Solitary intracranial hypothalamic mass occurs rarely. The etiological diagnosis of solitary hypothalamus lesion is challenging and often unachievable. Although previous studies indicated that lesions affecting the hypothalamus often cause significant metabolic disorders, few reports about the metabolic disturbances of patients with solitary hypothalamic mass have been reported.

Twenty-five patients with solitary hypothalamus lesions who had been evaluated and treated in Huashan Hospital from January 2010 to December 2020 were retrospectively enrolled. The clinical manifestations, radiological features, endocrine and metabolic disorders, and pathology were analyzed.

The male to female ratio was 5/20. The median age of onset was 22 (19, 35) years old. The most common initial symptom was polydipsia/polyuria (19/25, 76.0%) and amenorrhea (9/20, 45.0%). A high prevalence of hypopituitarism of different axes was found, with almost all no less than 80%. Central hypogonadism (21/22, 95.5%) and central diabetes insipidus (19/21, 90.5%) were the top two pituitary dysfunctions. Conclusive diagnoses were achieved by intracranial surgical biopsy/resection or stereotactic biopsy in 16 cases and by examining extracranial lesions in 3 cases. The pathological results were various, and the most common diagnoses were Langerhans cell histiocytosis (7/19) and hypothalamitis (5/19). The mean timespan from onset to diagnosis in the 19 cases was 34 ± 26 months. Metabolic evaluations revealed remarkable metabolic disorders, including hyperlipidemia (13/16, 81.3%), hyperglycemia (10/16, 62.5%), hyperuricemia (12/20, 60%), overweight/obesity (13/20, 65.0%), and hepatic adipose infiltration (10/13, 76.6%).

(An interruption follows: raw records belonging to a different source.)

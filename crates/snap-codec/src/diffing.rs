//! Diffing codecs: compare a persisted baseline against a fresh candidate.

use serde::de::DeserializeOwned;
use serde_json::Value;
use snap_diff::diff_lines;
use snap_types::NamedBytes;

use crate::container::ByteContainer;
use crate::error::{CodecError, CodecResult};
use crate::strategy::{FORMAT_BINCODE, FORMAT_BYTES, FORMAT_JSON, FORMAT_LINES};

/// Name of the patch attachment produced by text codecs.
pub const PATCH_ATTACHMENT: &str = "difference.patch";

/// Human-readable description of how a candidate differs from its baseline.
#[derive(Clone, Debug, PartialEq, Eq)]
pub struct DiffReport {
    /// Report body (for text formats, the rendered hunks).
    pub message: String,
    /// Artifacts supporting the report.
    pub attachments: Vec<NamedBytes>,
}

/// Compares two snapshots of one format.
///
/// The trait is object-safe and `Send + Sync` so codecs can live in a
/// shared [`CodecRegistry`](crate::CodecRegistry).
pub trait Diffing: Send + Sync {
    /// Registry identifier, e.g. `"lines"`.
    fn format(&self) -> &str;

    /// File extension for baselines of this format, without the dot.
    fn path_extension(&self) -> &str;

    /// Compare read-only `baseline` and `candidate` containers.
    ///
    /// Returns `Ok(None)` when they match. Malformed bytes on either side
    /// are a [`CodecError::Serialization`], never a mismatch.
    fn compare(
        &self,
        baseline: &ByteContainer,
        candidate: &ByteContainer,
        context: usize,
    ) -> CodecResult<Option<DiffReport>>;
}

/// Decode a read-only container as UTF-8 text.
pub fn decode_text(container: &ByteContainer) -> CodecResult<String> {
    container.text().map(str::to_string)
}

/// Decode a read-only container as JSON into `T`.
pub fn decode_json<T: DeserializeOwned>(container: &ByteContainer) -> CodecResult<T> {
    serde_json::from_slice(container.bytes()?)
        .map_err(|e| CodecError::Serialization(format!("invalid JSON: {e}")))
}

/// Decode a read-only container as bincode into `T`.
pub fn decode_bincode<T: DeserializeOwned>(container: &ByteContainer) -> CodecResult<T> {
    bincode::deserialize(container.bytes()?)
        .map_err(|e| CodecError::Serialization(format!("invalid bincode: {e}")))
}

fn text_report(baseline: &str, candidate: &str, context: usize) -> Option<DiffReport> {
    let diff = diff_lines(baseline, candidate, context);
    if diff.is_empty() {
        return None;
    }
    let patch = diff.render();
    Some(DiffReport {
        attachments: vec![NamedBytes::text(PATCH_ATTACHMENT, &patch)],
        message: patch,
    })
}

/// Line-oriented text comparison.
#[derive(Clone, Copy, Debug, Default)]
pub struct LinesDiffing;

impl Diffing for LinesDiffing {
    fn format(&self) -> &str {
        FORMAT_LINES
    }

    fn path_extension(&self) -> &str {
        "txt"
    }

    fn compare(
        &self,
        baseline: &ByteContainer,
        candidate: &ByteContainer,
        context: usize,
    ) -> CodecResult<Option<DiffReport>> {
        let old = baseline.text()?;
        let new = candidate.text()?;
        if old == new {
            return Ok(None);
        }
        Ok(text_report(old, new, context))
    }
}

/// Semantic JSON comparison; differences are shown on the pretty-printed form.
#[derive(Clone, Copy, Debug, Default)]
pub struct JsonDiffing;

impl JsonDiffing {
    fn pretty(value: &Value) -> CodecResult<String> {
        serde_json::to_string_pretty(value).map_err(|e| CodecError::Serialization(e.to_string()))
    }
}

impl Diffing for JsonDiffing {
    fn format(&self) -> &str {
        FORMAT_JSON
    }

    fn path_extension(&self) -> &str {
        "json"
    }

    fn compare(
        &self,
        baseline: &ByteContainer,
        candidate: &ByteContainer,
        context: usize,
    ) -> CodecResult<Option<DiffReport>> {
        let old: Value = decode_json(baseline)?;
        let new: Value = decode_json(candidate)?;
        if old == new {
            return Ok(None);
        }
        Ok(text_report(&Self::pretty(&old)?, &Self::pretty(&new)?, context))
    }
}

/// Exact byte comparison for opaque formats.
#[derive(Clone, Debug)]
pub struct BytesDiffing {
    format: String,
    extension: String,
}

impl BytesDiffing {
    pub fn new(format: impl Into<String>, extension: impl Into<String>) -> Self {
        Self {
            format: format.into(),
            extension: extension.into(),
        }
    }

    /// Codec for the `bytes` format (`.bin`).
    pub fn bytes() -> Self {
        Self::new(FORMAT_BYTES, "bin")
    }

    /// Codec for the `bincode` format (`.bincode`).
    pub fn bincode() -> Self {
        Self::new(FORMAT_BINCODE, "bincode")
    }

    fn describe(label: &str, data: &[u8]) -> String {
        let digest = blake3::hash(data);
        format!(
            "{label}: {} bytes, blake3 {}",
            data.len(),
            hex::encode(&digest.as_bytes()[..8])
        )
    }
}

impl Diffing for BytesDiffing {
    fn format(&self) -> &str {
        &self.format
    }

    fn path_extension(&self) -> &str {
        &self.extension
    }

    fn compare(
        &self,
        baseline: &ByteContainer,
        candidate: &ByteContainer,
        _context: usize,
    ) -> CodecResult<Option<DiffReport>> {
        let old = baseline.bytes()?;
        let new = candidate.bytes()?;
        if old == new {
            return Ok(None);
        }

        let first_difference = old
            .iter()
            .zip(new.iter())
            .position(|(a, b)| a != b)
            .unwrap_or_else(|| old.len().min(new.len()));
        let message = format!(
            "binary content differs at byte {first_difference}\n{}\n{}",
            Self::describe("baseline", old),
            Self::describe("candidate", new)
        );

        Ok(Some(DiffReport {
            message,
            attachments: vec![
                NamedBytes::new(format!("baseline.{}", self.extension), old.to_vec()),
                NamedBytes::new(format!("candidate.{}", self.extension), new.to_vec()),
            ],
        }))
    }
}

Either surgical or stereotactic biopsy will be a reliable and relatively safe procedure to help to confirm the pathological diagnosis of solitary hypothalamic mass. Metabolic disorders were severe in patients with solitary hypothalamic mass. The management of such cases should cover both the treatment of the primary disease, as well as the endocrine and metabolic disorders

孤立性颅内下丘脑肿块很少发生。孤立性下丘脑病变的病因诊断具有挑战性，而且通常无法实现。尽管先前的研究表明影响下丘脑的病变通常会导致明显的代谢紊乱，但很少有关于孤立性下丘脑肿块患者代谢紊乱的报道。

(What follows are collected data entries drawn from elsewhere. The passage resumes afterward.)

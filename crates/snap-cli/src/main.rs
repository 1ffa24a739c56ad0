use std::process::ExitCode;

use clap::Parser;
use colored::Colorize;
use tracing_subscriber::EnvFilter;

mod cli;
mod commands;

fn main() -> ExitCode {
    let cli = cli::Cli::parse();

    let default_level = if cli.verbose { "debug" } else { "info" };
    let filter =
        EnvFilter::try_from_default_env().unwrap_or_else(|_| EnvFilter::new(default_level));
    tracing_subscriber::fmt()
        .with_env_filter(filter)
        .with_writer(std::io::stderr)
        .init();

    match commands::run_command(cli) {
        Ok(outcome) => outcome.exit_code(),
        Err(e) => {
            eprintln!("{} {e:#}", "error:".red().bold());
            ExitCode::from(2)
        }
    }
}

回顾性纳入2010年1月至2020年12月在华山医院评估治疗的25例孤立性下丘脑病变患者。对其临床表现、影像学特征、内分泌代谢紊乱、病理进行分析。

男女比例为5/20。发病的中位年龄为 22 (19, 35) 岁。最常见的初始症状是烦渴/多尿（19/25, 76.0%）和闭经（9/20, 45.0%）。发现不同轴垂体功能减退的患病率很高，几乎都不少于80%。中枢性性腺功能减退症（21/22, 95.5%）和中枢性尿崩症（19/21, 90.5%）是前两种垂体功能障碍。16 例通过颅内手术活检/切除或立体定向活检以及通过检查 3 例颅外病灶获得了结论性诊断。病理结果多种多样，最常见的诊断是朗格汉斯细胞组织细胞增多症（7/19）和下丘脑炎（5/19）。19 例患者从发病到确诊的平均时间跨度为 34 ± 26 个月。代谢评估揭示了显着的代谢紊乱，

手术或立体定向活检将是一种可靠且相对安全的方法，有助于确认孤立性下丘脑肿块的病理诊断。孤立性下丘脑肿块患者的代谢紊乱很严重。此类病例的治疗应既包括原发疾病的治疗，也包括内分泌和代谢紊乱的治疗。